N8. Clostridium difficile
Oral Abstract Submission
Background : Despite overall progress in preventing Clostridioides difficile Infection (CDI), community-associated (CA) infections have been steadily increasing. Although the incubation period of CDI is thought to be relatively short, gastrointestinal microbial disruption from remote healthcare exposures (e.g., inpatient antibiotic use) may be associated with CA-CDI. To assess this potential association, we linked CA-CDI infections identified through CDC’s Emerging Infections Program (EIP) to Medicare claims data to describe prior healthcare utilization.

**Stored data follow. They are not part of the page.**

//! In-memory folder tree for providers without a native path hierarchy
//!
//! Google Drive only knows folder ids and parent ids. To address folders
//! by path, the provider lists every folder once and reconciles the flat
//! list into a path → id index:
//!
//! ```text
//! /My Drive                      -> {id: "0AAA"}
//! /My Drive/project              -> {id: "1BBB"}
//! /My Drive/project/assets       -> {id: "1CCC"}
//! ```
//!
//! The listing arrives in arbitrary order, so children may show up before
//! their parents. [`build_tree`] resolves those with a bounded number of
//! extra passes; anything still unresolved afterwards (usually folders
//! sitting in the trash) is logged and dropped.

use std::collections::{BTreeMap, HashMap, HashSet};

use serde::{Deserialize, Serialize};
use tracing::debug;

/// Maximum number of passes over deferred folders
pub const MAX_RESOLVE_PASSES: usize = 20;

/// Name of the root folder of a regular (non shared) Google Drive
pub const MY_DRIVE: &str = "My Drive";

/// A single tree entry
#[derive(Debug, Clone, PartialEq, Eq, Serialize, Deserialize)]
pub struct TreeEntry {
    /// Provider-native folder id
    pub id: String,
}

/// A folder record as listed by the backend
#[derive(Debug, Clone, PartialEq, Eq, Serialize, Deserialize)]
pub struct FolderRecord {
    pub id: String,
    pub name: String,
    #[serde(default)]
    pub parents: Vec<String>,
}

impl FolderRecord {
    pub fn new(id: impl Into<String>, name: impl Into<String>, parents: &[&str]) -> Self {
        Self {
            id: id.into(),
            name: name.into(),
            parents: parents.iter().map(|p| p.to_string()).collect(),
        }
    }
}

/// A resolved root folder (My Drive or a shared drive)
#[derive(Debug, Clone, PartialEq, Eq, Serialize, Deserialize)]
pub struct RootFolder {
    pub name: String,
    pub id: String,
}

/// Mapping of absolute `/`-delimited path to folder id
#[derive(Debug, Clone, Default, PartialEq, Eq, Serialize, Deserialize)]
#[serde(transparent)]
pub struct PathTree {
    entries: BTreeMap<String, TreeEntry>,
}

impl PathTree {
    pub fn new() -> Self {
        Self::default()
    }

    /// Adds or replaces an entry; trailing slashes are stripped from `path`
    pub fn insert(&mut self, path: &str, id: impl Into<String>) {
        self.entries.insert(
            super::paths::trim_trailing_slash(path).to_string(),
            TreeEntry { id: id.into() },
        );
    }

    pub fn get(&self, path: &str) -> Option<&TreeEntry> {
        self.entries.get(super::paths::trim_trailing_slash(path))
    }

    pub fn id_of(&self, path: &str) -> Option<&str> {
        self.get(path).map(|e| e.id.as_str())
    }

    pub fn contains(&self, path: &str) -> bool {
        self.get(path).is_some()
    }

    pub fn remove(&mut self, path: &str) -> Option<TreeEntry> {
        self.entries.remove(super::paths::trim_trailing_slash(path))
    }

    pub fn len(&self) -> usize {
        self.entries.len()
    }

    pub fn is_empty(&self) -> bool {
        self.entries.is_empty()
    }

    pub fn iter(&self) -> impl Iterator<Item = (&str, &TreeEntry)> {
        self.entries.iter().map(|(k, v)| (k.as_str(), v))
    }
}

/// Builds the path → id index from the resolved roots and a flat folder list.
///
/// Each root is seeded as `/<root name>`. Folders without parents are
/// attached to the My Drive root. Folders whose parent is not resolved yet
/// are deferred and retried for at most [`MAX_RESOLVE_PASSES`] passes.
pub fn build_tree(roots: &[RootFolder], folders: Vec<FolderRecord>) -> PathTree {
    debug!(folders = folders.len(), roots = roots.len(), "Building folder tree");

    let mut tree = PathTree::new();
    let mut ending_by: HashMap<String, String> = HashMap::new();
    let mut root_ids: HashSet<String> = HashSet::new();
    let mut default_root_id: Option<String> = None;

    for root in roots {
        if root_ids.insert(root.id.clone()) {
            let path = format!("/{}", root.name);
            tree.insert(&path, root.id.clone());
            ending_by.insert(root.id.clone(), path);
            if root.name == MY_DRIVE {
                default_root_id = Some(root.id.clone());
            }
        }
    }

    // parent id -> [(folder id, folder name)]; `deferred_order` keeps the
    // parents in arrival order so passes are deterministic
    let mut no_parents_yet: HashMap<String, Vec<(String, String)>> = HashMap::new();
    let mut deferred_order: Vec<String> = Vec::new();

    for folder in folders {
        if root_ids.contains(&folder.id) {
            continue;
        }

        let parent = match folder.parents.first() {
            Some(parent) => parent.clone(),
            // shared folders and other oddities report no parent
            None => match default_root_id {
                Some(ref id) => id.clone(),
                None => {
                    debug!(id = %folder.id, name = %folder.name, "Folder without parent and no default root");
                    continue;
                }
            },
        };

        match ending_by.get(&parent) {
            Some(parent_path) => {
                let path = format!("{}/{}", parent_path, folder.name);
                tree.insert(&path, folder.id.clone());
                ending_by.insert(folder.id, path);
            }
            None => {
                let children = no_parents_yet.entry(parent.clone()).or_default();
                if children.is_empty() {
                    deferred_order.push(parent);
                }
                children.push((folder.id, folder.name));
            }
        }
    }

    let mut passes = 0;
    while !no_parents_yet.is_empty() && passes < MAX_RESOLVE_PASSES {
        for parent in &deferred_order {
            let Some(parent_path) = ending_by.get(parent).cloned() else {
                continue;
            };
            let Some(children) = no_parents_yet.remove(parent) else {
                continue;
            };
            for (id, name) in children {
                let path = format!("{}/{}", parent_path, name);
                tree.insert(&path, id.clone());
                ending_by.insert(id, path);
            }
        }
        deferred_order.retain(|parent| no_parents_yet.contains_key(parent));
        passes += 1;
    }

    if !no_parents_yet.is_empty() {
        debug!(
            unresolved = ?no_parents_yet,
            "Some folder paths are not resolved, remove deleted folders from trash"
        );
    }

    debug!(entries = tree.len(), passes, "Folder tree built");
    tree
}
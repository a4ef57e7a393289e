//! Configuration module for sitesync.
//!
//! Provides typed configuration structs that map to the YAML configuration file,
//! with loading, validation, defaults, and a builder pattern for programmatic use.
//!
//! ```yaml
//! sync:
//!   project: commercial_2024
//!   active_site: studio
//!   remote_site: gdrive
//! logging:
//!   level: info
//! sites:
//!   studio:
//!     provider: local_drive
//!     root:
//!       work: /mnt/projects
//!   gdrive:
//!     provider: gdrive
//!     credentials_url:
//!       linux: "{HOME}/.config/gdrive/credentials.json"
//!     root: "/My Drive"
//! ```

use std::collections::BTreeMap;
use std::path::{Path, PathBuf};
use std::time::Duration;

use anyhow::Context;
use serde::{Deserialize, Serialize};

use crate::domain::roots::RootConfig;

// ---------------------------------------------------------------------------
// Config struct with sub-sections
// ---------------------------------------------------------------------------

/// Top-level configuration for sitesync.
#[derive(Debug, Clone, Default, Serialize, Deserialize)]
pub struct Config {
    #[serde(default)]
    pub sync: SyncConfig,
    #[serde(default)]
    pub logging: LoggingConfig,
    /// Site name → presets of the provider serving it.
    #[serde(default)]
    pub sites: BTreeMap<String, SitePresets>,
}

/// Sync loop settings.
#[derive(Debug, Clone, Serialize, Deserialize)]
#[serde(default)]
pub struct SyncConfig {
    /// Project whose representations are synchronized.
    pub project: String,
    /// Site of this machine (downloads land here).
    pub active_site: String,
    /// Site files are uploaded to.
    pub remote_site: String,
    /// Minimum seconds between two progress reports of one transfer.
    pub progress_interval_secs: u64,
}

/// Logging / tracing settings.
#[derive(Debug, Clone, Serialize, Deserialize)]
#[serde(default)]
pub struct LoggingConfig {
    /// Log level: `trace`, `debug`, `info`, `warn`, or `error`.
    pub level: String,
}

/// Presets of a single site.
///
/// `provider`, `enabled` and `root` are common to all providers; every
/// other key is provider specific (`credentials_url`, `token`,
/// `sftp_host`, ...) and kept verbatim.
#[derive(Debug, Clone, PartialEq, Serialize, Deserialize)]
pub struct SitePresets {
    pub provider: String,
    #[serde(default = "default_enabled")]
    pub enabled: bool,
    #[serde(default)]
    pub root: RootConfig,
    #[serde(flatten)]
    pub settings: BTreeMap<String, serde_yaml::Value>,
}

fn default_enabled() -> bool {
    true
}

// ---------------------------------------------------------------------------
// Config::load()
// ---------------------------------------------------------------------------

impl Config {
    /// Load configuration from a YAML file at `path`.
    pub fn load(path: &Path) -> anyhow::Result<Self> {
        let content = std::fs::read_to_string(path)
            .with_context(|| format!("Failed to read config file {}", path.display()))?;
        let config: Config = serde_yaml::from_str(&content)
            .with_context(|| format!("Failed to parse config file {}", path.display()))?;
        Ok(config)
    }

    /// Try to load from `path`; fall back to [`Config::default`] on any error.
    pub fn load_or_default(path: &Path) -> Self {
        Self::load(path).unwrap_or_default()
    }

    /// Platform-appropriate default path for the configuration file.
    ///
    /// Typically `$XDG_CONFIG_HOME/sitesync/config.yaml` on Linux.
    pub fn default_path() -> PathBuf {
        dirs::config_dir()
            .unwrap_or_else(|| PathBuf::from("~/.config"))
            .join("sitesync")
            .join("config.yaml")
    }

    /// Presets of `site`, if configured.
    pub fn site(&self, site: &str) -> Option<&SitePresets> {
        self.sites.get(site)
    }

    pub fn progress_interval(&self) -> Duration {
        Duration::from_secs(self.sync.progress_interval_secs)
    }
}

// ---------------------------------------------------------------------------
// Defaults
// ---------------------------------------------------------------------------

impl Default for SyncConfig {
    fn default() -> Self {
        Self {
            project: "default".to_string(),
            active_site: "studio".to_string(),
            remote_site: "studio".to_string(),
            progress_interval_secs: 5,
        }
    }
}

impl Default for LoggingConfig {
    fn default() -> Self {
        Self {
            level: "info".to_string(),
        }
    }
}

// ---------------------------------------------------------------------------
// SitePresets accessors
// ---------------------------------------------------------------------------

/// Name of the current platform as used by multiplatform settings keys.
pub fn current_platform() -> &'static str {
    match std::env::consts::OS {
        "macos" => "darwin",
        other => other,
    }
}

impl SitePresets {
    pub fn new(provider: impl Into<String>) -> Self {
        Self {
            provider: provider.into(),
            enabled: true,
            root: RootConfig::default(),
            settings: BTreeMap::new(),
        }
    }

    pub fn with_root(mut self, root: RootConfig) -> Self {
        self.root = root;
        self
    }

    pub fn with_enabled(mut self, enabled: bool) -> Self {
        self.enabled = enabled;
        self
    }

    pub fn with_setting(mut self, key: impl Into<String>, value: impl Into<serde_yaml::Value>) -> Self {
        self.settings.insert(key.into(), value.into());
        self
    }

    /// String value of `key`; empty strings count as missing.
    pub fn get_str(&self, key: &str) -> Option<&str> {
        match self.settings.get(key) {
            Some(serde_yaml::Value::String(s)) if !s.is_empty() => Some(s.as_str()),
            _ => None,
        }
    }

    /// Value of a multiplatform key for the current platform.
    ///
    /// Accepts both `key: value` and `key: {linux: ..., darwin: ..., windows: ...}`.
    pub fn get_platform_str(&self, key: &str) -> Option<&str> {
        match self.settings.get(key)? {
            serde_yaml::Value::String(s) if !s.is_empty() => Some(s.as_str()),
            serde_yaml::Value::Mapping(map) => map
                .get(current_platform())
                .and_then(|v| v.as_str())
                .filter(|s| !s.is_empty()),
            _ => None,
        }
    }

    /// Numeric value of `key`; numbers written as strings are accepted.
    pub fn get_u64(&self, key: &str) -> Option<u64> {
        match self.settings.get(key)? {
            serde_yaml::Value::Number(n) => n.as_u64(),
            serde_yaml::Value::String(s) => s.trim().parse().ok(),
            _ => None,
        }
    }
}

// ---------------------------------------------------------------------------
// Config::validate()
// ---------------------------------------------------------------------------

/// A single validation error found in the configuration.
#[derive(Debug, Clone, PartialEq, Eq)]
pub struct ValidationError {
    /// Dotted path to the offending field, e.g. `"sync.project"`.
    pub field: String,
    /// Human-readable explanation.
    pub message: String,
}

impl std::fmt::Display for ValidationError {
    fn fmt(&self, f: &mut std::fmt::Formatter<'_>) -> std::fmt::Result {
        write!(f, "{}: {}", self.field, self.message)
    }
}

/// Valid values for `logging.level`.
const VALID_LOG_LEVELS: &[&str] = &["trace", "debug", "info", "warn", "error"];

impl Config {
    /// Validate the configuration and return all errors found.
    ///
    /// An empty vector means the configuration is valid.
    pub fn validate(&self) -> Vec<ValidationError> {
        let mut errors = Vec::new();

        // --- sync ---
        if self.sync.project.trim().is_empty() {
            errors.push(ValidationError {
                field: "sync.project".into(),
                message: "must not be empty".into(),
            });
        }
        if self.sync.progress_interval_secs == 0 {
            errors.push(ValidationError {
                field: "sync.progress_interval_secs".into(),
                message: "must be greater than 0".into(),
            });
        }
        // sites are optional, but once some are configured the sync
        // endpoints must point at them
        if !self.sites.is_empty() {
            for (field, site) in [
                ("sync.active_site", &self.sync.active_site),
                ("sync.remote_site", &self.sync.remote_site),
            ] {
                if !self.sites.contains_key(site) {
                    errors.push(ValidationError {
                        field: field.into(),
                        message: format!("site '{}' is not configured", site),
                    });
                }
            }
        }

        // --- logging ---
        if !VALID_LOG_LEVELS.contains(&self.logging.level.as_str()) {
            errors.push(ValidationError {
                field: "logging.level".into(),
                message: format!(
                    "invalid level '{}', expected one of: {}",
                    self.logging.level,
                    VALID_LOG_LEVELS.join(", ")
                ),
            });
        }

        // --- sites ---
        for (name, site) in &self.sites {
            if site.provider.trim().is_empty() {
                errors.push(ValidationError {
                    field: format!("sites.{}.provider", name),
                    message: "must not be empty".into(),
                });
            }
            if site.enabled && site.root.is_empty() && site.provider != "local_drive" {
                errors.push(ValidationError {
                    field: format!("sites.{}.root", name),
                    message: "enabled site needs at least one root".into(),
                });
            }
        }

        errors
    }
}

// ---------------------------------------------------------------------------
// ConfigBuilder
// ---------------------------------------------------------------------------

/// Builder for constructing a [`Config`] programmatically.
///
/// Starts from [`Config::default`] and allows selective overrides.
///
/// # Example
///
/// ```rust,no_run
/// use sitesync_core::config::{ConfigBuilder, SitePresets};
/// use sitesync_core::domain::RootConfig;
///
/// let config = ConfigBuilder::new()
///     .project("commercial_2024")
///     .remote_site("gdrive")
///     .site("gdrive", SitePresets::new("gdrive").with_root(RootConfig::single("/My Drive")))
///     .build();
/// ```
#[derive(Debug, Clone)]
pub struct ConfigBuilder {
    config: Config,
}

impl ConfigBuilder {
    /// Create a new builder initialised with [`Config::default`] values.
    pub fn new() -> Self {
        Self {
            config: Config::default(),
        }
    }

    // --- sync ---

    pub fn project(mut self, project: impl Into<String>) -> Self {
        self.config.sync.project = project.into();
        self
    }

    pub fn active_site(mut self, site: impl Into<String>) -> Self {
        self.config.sync.active_site = site.into();
        self
    }

    pub fn remote_site(mut self, site: impl Into<String>) -> Self {
        self.config.sync.remote_site = site.into();
        self
    }

    pub fn progress_interval_secs(mut self, seconds: u64) -> Self {
        self.config.sync.progress_interval_secs = seconds;
        self
    }

    // --- logging ---

    pub fn logging_level(mut self, level: impl Into<String>) -> Self {
        self.config.logging.level = level.into();
        self
    }

    // --- sites ---

    pub fn site(mut self, name: impl Into<String>, presets: SitePresets) -> Self {
        self.config.sites.insert(name.into(), presets);
        self
    }

    // --- build ---

    /// Consume the builder and return the finished [`Config`].
    pub fn build(self) -> Config {
        self.config
    }

    /// Build and validate in one step. Returns `Err` with the list of
    /// validation errors if the configuration is invalid.
    pub fn build_validated(self) -> Result<Config, Vec<ValidationError>> {
        let config = self.build();
        let errors = config.validate();
        if errors.is_empty() {
            Ok(config)
        } else {
            Err(errors)
        }
    }
}

impl Default for ConfigBuilder {
    fn default() -> Self {
        Self::new()
    }
}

Methods : We defined an EIP CA-CDI case as a positive C. difficile test collected in 2014-15 from an outpatient or inpatient within 3 days of hospital admission, provided there was no positive test in the prior 8 weeks and no admission to a healthcare facility in the prior 12 weeks. We linked EIP CA-CDI cases aged ≥65 years to a Medicare beneficiary using unique combinations of birthdate, sex, and zip code. Cases were included if they maintained continuous fee-for-service coverage for one year prior to the event date. To calculate exposure odds ratios for previous hospitalizations, each case was matched to 5 control beneficiaries on age, sex, and county of residence. We used logistic regression to calculate adjusted matched odds ratios (amOR) that controlled for chronic conditions.
Results : We successfully linked 2,287/3,367 (68%) EIP CA-CDI cases. Of these, 1,236 cases met inclusion criteria; the median age was 77 years and 63% were female. We identified 69 (5.6%) cases with misclassification of prior healthcare exposures, most of whom (48, 70%) were hospitalized in the 12 weeks prior to their event. Among the 1,167 true CA-CDI cases, 33% were hospitalized in the prior 12 weeks to 1 year. The median number of weeks from prior hospitalization to CDI was 27 (IQR 18-38, Figure 1). Cases had higher risk of hospitalization than matched controls in the prior 3-6 months (amOR: 2.33, 95% CI: 1.87, 2.90) and 6-12 months (amOR: 1.43 95% CI: 1.18, 1.74).
Conclusion : Remote hospitalization in the previous year was a significant risk factor for CA-CDI, especially in the 3-6 months prior to CA-CDI. Long-lasting prevention strategies implemented at hospital discharge and enhanced inpatient antibiotic stewardship may prevent CA-CDI among older adults.